The beats on this album are meant for dancing and the band cites hip hop as a major influence on their song crafting for this album. Just as hip hop often does, this means the emphasis is too often on the beats and the details are neglected, as on “Stay Gold,” and “Hit the Ground.” However, on the more emotional, darker second half of the album, a real care for detail can be seen. This leads to the observation that perhaps the more upbeat songs are less genuine, and the Big Pink didn’t feel the artistic drive to perfect them as they did the others.
Lyrically the album makes little impression. Although the repetition of a line too much harms the experience a few times, that sort of thing can be particularly addicting, and the Big Pink seem to have a good sense of that.
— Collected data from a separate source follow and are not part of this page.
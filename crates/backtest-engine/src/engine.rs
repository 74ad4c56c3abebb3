use std::sync::Arc;

use chrono::{Duration, NaiveDate};
use rayon::prelude::*;
use scoring_core::{CategoryWeights, HistoryProvider, ScoreProvider, ScoringError};

use crate::models::{BacktestConfig, BacktestReport, Trade};

/// Replays the scoring strategy over a historical window and records the
/// trades that would have resulted.
///
/// Each (ticker, rebalance date) unit is independent; units are
/// evaluated on a rayon worker pool with the candidate weights passed
/// explicitly, so concurrent optimizer trials never share mutable state.
pub struct BacktestEngine {
    provider: Arc<dyn ScoreProvider>,
    history: Arc<dyn HistoryProvider>,
    config: BacktestConfig,
}

enum UnitOutcome {
    Trade(Box<Trade>),
    Skipped,
    Failed,
}

impl BacktestEngine {
    pub fn new(
        provider: Arc<dyn ScoreProvider>,
        history: Arc<dyn HistoryProvider>,
        config: BacktestConfig,
    ) -> Self {
        Self {
            provider,
            history,
            config,
        }
    }

    pub fn config(&self) -> &BacktestConfig {
        &self.config
    }

    /// A copy of this engine scoped to a different date window; used by
    /// the optimizers for train/test sub-ranges.
    pub fn with_window(&self, start_date: NaiveDate, end_date: NaiveDate) -> Self {
        Self {
            provider: Arc::clone(&self.provider),
            history: Arc::clone(&self.history),
            config: BacktestConfig {
                start_date,
                end_date,
                ..self.config.clone()
            },
        }
    }

    /// Rebalance dates from start to end, stepping by the configured
    /// frequency. The start date itself is always included.
    pub fn rebalance_dates(&self) -> Vec<NaiveDate> {
        let mut dates = Vec::new();
        let mut current = self.config.start_date;
        while current <= self.config.end_date {
            dates.push(current);
            current += Duration::days(self.config.rebalance_frequency_days);
        }
        dates
    }

    /// Run the backtest for `tickers` using the given category weights.
    ///
    /// Failures on individual (ticker, date) units are logged and
    /// counted, never fatal; the report always covers every unit.
    pub fn run_backtest(
        &self,
        tickers: &[String],
        weights: &CategoryWeights,
    ) -> Result<BacktestReport, ScoringError> {
        self.config.validate()?;
        if !weights.is_valid() {
            return Err(ScoringError::InvalidConfig(format!(
                "category weights sum to {:.3}, expected 1.0 +/- {}",
                weights.sum(),
                CategoryWeights::SUM_TOLERANCE
            )));
        }

        let dates = self.rebalance_dates();
        let units: Vec<(&str, NaiveDate)> = dates
            .iter()
            .flat_map(|date| tickers.iter().map(move |t| (t.as_str(), *date)))
            .collect();

        tracing::info!(
            "backtest {}..{}: {} tickers x {} rebalance dates = {} units",
            self.config.start_date,
            self.config.end_date,
            tickers.len(),
            dates.len(),
            units.len()
        );

        let outcomes: Vec<UnitOutcome> = units
            .par_iter()
            .map(|(ticker, date)| self.evaluate_unit(ticker, *date, weights))
            .collect();

        let mut report = BacktestReport {
            evaluated_units: units.len(),
            ..BacktestReport::default()
        };
        for outcome in outcomes {
            match outcome {
                UnitOutcome::Trade(trade) => report.trades.push(*trade),
                UnitOutcome::Skipped => report.skipped_units += 1,
                UnitOutcome::Failed => report.failed_units += 1,
            }
        }
        report
            .trades
            .sort_by(|a, b| (a.entry_date, &a.ticker).cmp(&(b.entry_date, &b.ticker)));

        tracing::info!(
            "backtest complete: {} trades, {} skipped, {} failed",
            report.trades.len(),
            report.skipped_units,
            report.failed_units
        );
        Ok(report)
    }

    fn evaluate_unit(
        &self,
        ticker: &str,
        entry_date: NaiveDate,
        weights: &CategoryWeights,
    ) -> UnitOutcome {
        match self.try_evaluate(ticker, entry_date, weights) {
            Ok(Some(trade)) => UnitOutcome::Trade(Box::new(trade)),
            Ok(None) => UnitOutcome::Skipped,
            Err(e) => {
                tracing::debug!("unit ({ticker}, {entry_date}) failed: {e}");
                UnitOutcome::Failed
            }
        }
    }

    /// Evaluate one (ticker, entry date) unit.
    ///
    /// `Ok(None)` means no trade: not enough warm-up history, no future
    /// bar to resolve an exit, or the score was vetoed.
    fn try_evaluate(
        &self,
        ticker: &str,
        entry_date: NaiveDate,
        weights: &CategoryWeights,
    ) -> Result<Option<Trade>, ScoringError> {
        let fetch_start = self.config.start_date - Duration::days(self.config.lookback_calendar_days);
        let fetch_end = self.config.end_date + Duration::days(self.config.holding_period_days + 7);
        let bars = self.history.history(ticker, fetch_start, fetch_end)?;

        // Bars at-or-before entry; everything after is only used to
        // resolve the exit, never to score.
        let split = bars.partition_point(|b| b.date <= entry_date);
        if split < self.config.min_history_bars {
            return Ok(None);
        }
        let entry_price = bars[split - 1].close;
        if entry_price <= 0.0 {
            return Err(ScoringError::InvalidData(format!(
                "{ticker}: non-positive close at {entry_date}"
            )));
        }

        let future = &bars[split..];
        if future.is_empty() {
            return Ok(None);
        }

        let target_exit = entry_date + Duration::days(self.config.holding_period_days);
        // First minimum wins, so an equidistant earlier bar is preferred
        let Some(exit_bar) = future
            .iter()
            .min_by_key(|b| (b.date - target_exit).num_days().abs())
        else {
            return Ok(None);
        };

        let score = self.provider.score(ticker, Some(entry_date), weights)?;
        if score.is_vetoed {
            tracing::debug!(
                "({ticker}, {entry_date}) vetoed: {}",
                score.veto_reasons.join("; ")
            );
            return Ok(None);
        }

        let return_pct = (exit_bar.close - entry_price) / entry_price * 100.0;
        Ok(Some(Trade {
            ticker: ticker.to_string(),
            entry_date,
            exit_date: exit_bar.date,
            entry_price,
            exit_price: exit_bar.close,
            score: score.final_score,
            signal: score.signal,
            confidence: score.confidence,
            return_pct,
            holding_days: (exit_bar.date - entry_date).num_days(),
        }))
    }
}
pub mod cache;
pub mod store;

pub use cache::FileCache;
pub use store::PreloadedHistory;

use std::collections::VecDeque;
use std::sync::Arc;
use std::time::Duration;

use chrono::NaiveDate;
use reqwest::Client;
use scoring_core::{Bar, ScoringError};
use serde::Deserialize;
use tokio::sync::Mutex;
use tokio::time::Instant;

const BASE_URL: &str = "https://api.polygon.io";

/// Sliding-window rate limiter: at most `max_requests` per `window` duration.
#[derive(Clone)]
struct RateLimiter {
    timestamps: Arc<Mutex<VecDeque<Instant>>>,
    max_requests: usize,
    window: Duration,
}

impl RateLimiter {
    fn new(max_requests: usize, window: Duration) -> Self {
        Self {
            timestamps: Arc::new(Mutex::new(VecDeque::new())),
            max_requests,
            window,
        }
    }

    async fn acquire(&self) {
        loop {
            let mut ts = self.timestamps.lock().await;
            let now = Instant::now();

            while let Some(&front) = ts.front() {
                if now.duration_since(front) >= self.window {
                    ts.pop_front();
                } else {
                    break;
                }
            }

            if ts.len() < self.max_requests {
                ts.push_back(now);
                return;
            }

            let wait_until = ts.front().unwrap().checked_add(self.window).unwrap();
            let sleep_dur = wait_until.duration_since(now) + Duration::from_millis(50);
            drop(ts);
            tracing::debug!("rate limiter: waiting {:.1}s for API slot", sleep_dur.as_secs_f64());
            tokio::time::sleep(sleep_dur).await;
        }
    }
}

/// Market-data client for daily aggregates, with rate limiting,
/// bounded 429 retry, and an optional file-backed response cache.
#[derive(Clone)]
pub struct MarketDataClient {
    api_key: String,
    client: Client,
    rate_limiter: RateLimiter,
    cache: Option<Arc<FileCache>>,
    cache_ttl: Duration,
}

impl MarketDataClient {
    pub fn new(api_key: String) -> Self {
        // Default 500 req/min. Free-tier users should set MARKET_DATA_RATE_LIMIT=5.
        let rate_limit: usize = std::env::var("MARKET_DATA_RATE_LIMIT")
            .ok()
            .and_then(|v| v.parse().ok())
            .unwrap_or(500);

        let client = Client::builder()
            .timeout(Duration::from_secs(30))
            .build()
            .unwrap_or_else(|_| Client::new());

        Self {
            api_key,
            client,
            rate_limiter: RateLimiter::new(rate_limit, Duration::from_secs(60)),
            cache: None,
            cache_ttl: Duration::from_secs(3600),
        }
    }

    pub fn with_cache(mut self, cache: FileCache, ttl_hours: u64) -> Self {
        self.cache = Some(Arc::new(cache));
        self.cache_ttl = Duration::from_secs(ttl_hours * 3600);
        self
    }

    /// Send a request with rate limiting and automatic 429 retry.
    async fn send_request(
        &self,
        builder: reqwest::RequestBuilder,
    ) -> Result<reqwest::Response, ScoringError> {
        let request = builder
            .build()
            .map_err(|e| ScoringError::Api(e.to_string()))?;

        for attempt in 0..3u32 {
            self.rate_limiter.acquire().await;
            let req_clone = request
                .try_clone()
                .ok_or_else(|| ScoringError::Api("cannot clone request".to_string()))?;
            let response = self
                .client
                .execute(req_clone)
                .await
                .map_err(|e| ScoringError::Api(e.to_string()))?;

            if response.status().as_u16() != 429 {
                return Ok(response);
            }

            let wait_secs = 15u64;
            tracing::warn!(
                "rate limited by data provider, waiting {}s before retry {}/3",
                wait_secs,
                attempt + 1
            );
            tokio::time::sleep(Duration::from_secs(wait_secs)).await;
        }

        Err(ScoringError::Api(
            "rate limited by data provider after 3 retries".to_string(),
        ))
    }

    /// Fetch daily bars for a symbol over [from, to], cache-first.
    pub async fn daily_history(
        &self,
        symbol: &str,
        from: NaiveDate,
        to: NaiveDate,
    ) -> Result<Vec<Bar>, ScoringError> {
        let cache_key = format!("{symbol}_daily_{from}_{to}");
        if let Some(cache) = &self.cache {
            if let Some(bars) = cache.get::<Vec<Bar>>(&cache_key, Some(self.cache_ttl)) {
                tracing::debug!("cache hit for {symbol} daily history");
                return Ok(bars);
            }
        }

        let url = format!(
            "{BASE_URL}/v2/aggs/ticker/{symbol}/range/1/day/{from}/{to}",
        );
        let response = self
            .send_request(self.client.get(&url).query(&[
                ("apiKey", self.api_key.as_str()),
                ("adjusted", "true"),
                ("sort", "asc"),
                ("limit", "50000"),
            ]))
            .await?;

        if !response.status().is_success() {
            return Err(ScoringError::Api(format!(
                "HTTP {}: {}",
                response.status(),
                response.text().await.unwrap_or_default()
            )));
        }

        let agg: AggregateResponse = response
            .json()
            .await
            .map_err(|e| ScoringError::Api(e.to_string()))?;

        let mut bars: Vec<Bar> = agg
            .results
            .unwrap_or_default()
            .into_iter()
            .filter_map(|r| {
                let date = chrono::DateTime::from_timestamp_millis(r.t)?.date_naive();
                Some(Bar {
                    date,
                    open: r.o,
                    high: r.h,
                    low: r.l,
                    close: r.c,
                    volume: r.v,
                })
            })
            .collect();
        bars.sort_by_key(|b| b.date);

        if bars.is_empty() {
            return Err(ScoringError::InsufficientData(format!(
                "no daily bars for {symbol} in {from}..{to}"
            )));
        }

        if let Some(cache) = &self.cache {
            cache.set(&cache_key, &bars);
        }
        Ok(bars)
    }
}

#[derive(Deserialize)]
struct AggregateResponse {
    results: Option<Vec<AggregateBar>>,
}

#[derive(Deserialize)]
struct AggregateBar {
    t: i64,
    o: f64,
    h: f64,
    l: f64,
    c: f64,
    v: f64,
}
In general, the Big Pink show themselves to be talented at crafting this indie-electro-pop that the 4AD label has been trying to sign more of, and perhaps with more maturity they will find the exact style that suits them best.
The album ends with the powerful “77,” and the production on that track really shines. Closing tracks frequently outshine other pieces of albums, but here the superiority is particularly painful as it serves as the final reminder at the superiority of the second half of the record. The only track with significant orchestral presence, they achieve what very few bands do by not over doing the orchestral presence, and they probably have their producer to thank for that.
Not many artists are able to achieve a sophomore effort as good as this one, and that requires some degree of congratulations, but this record does leave a desire for future releases from the Big Pink more than excitement for their current work. While Big Pink fans will enjoy a number of tracks here, there’s little to attract the casual fan of electronic music.
WPGU Music Staff Rating: W-P-1/2
Key Tracks: “77,” “Future This,” “Lose Your Mind,” and “Rubbernecking”.
RIYL: Washed Out, Crystal Castles, Spoon.